## [Work to be completed]
Count every line in the data that contains the word "TemplateVariables", then report that number alone.

[Dataset entries]
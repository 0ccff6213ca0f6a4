use std::fmt::Display;

use serde::{Deserialize, Serialize};

use crate::config::structure::VerdictConfig;

use super::{
    client::{ClientConfig, CompletionBackend, invoke},
    context::ChatMessage,
    prompt::TemplateVariables,
};

#[derive(Clone, Copy, Debug, PartialEq, Eq, Hash, Serialize, Deserialize)]
pub enum Verdict {
    #[serde(rename = "Unknown")]
    Unknown,

    #[serde(rename = "Prompt-Injection-Detected")]
    PromptInjectionDetected,

    #[serde(rename = "YES")]
    Yes,

    #[serde(rename = "NO")]
    No,
}

impl Display for Verdict {
    fn fmt(&self, f: &mut std::fmt::Formatter<'_>) -> std::fmt::Result {
        serde_plain::to_string(self)
            .map_err(|_| std::fmt::Error)?
            .fmt(f)
    }
}

impl Verdict {
    /// Reads the evaluator's answer. "SI" is checked first, so an answer
    /// holding both tokens counts as approval.
    pub fn parse(evaluation: &str) -> Self {
        let normalized = evaluation.trim().to_uppercase();

        if normalized.contains("SI") {
            Verdict::Yes
        } else if normalized.contains("NO") {
            Verdict::No
        } else {
            Verdict::Unknown
        }
    }
}

/// Judges an assistant reply: a proxy block short-circuits, anything else
/// goes through one short evaluation completion. Never fails.
pub async fn classify(
    reply: &str,
    client: &ClientConfig,
    backend: &dyn CompletionBackend,
    config: &VerdictConfig,
) -> Verdict {
    if !config.blocked_marker.is_empty() && reply.contains(&config.blocked_marker) {
        log::info!("reply carries the proxy block marker");
        return Verdict::PromptInjectionDetected;
    }

    let prompt = TemplateVariables::new(reply).substitute_template(&config.evaluation_template);

    match invoke(
        backend,
        client,
        &[ChatMessage::user(prompt)],
        config.max_tokens,
    )
    .await
    {
        Ok(evaluation) => {
            let verdict = Verdict::parse(&evaluation);
            log::debug!("evaluator answered {evaluation:?}, verdict {verdict}");
            verdict
        }
        Err(why) => {
            log::warn!("evaluation call failed, verdict unknown: {why}");
            Verdict::Unknown
        }
    }
}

## [Response to this exercise]
2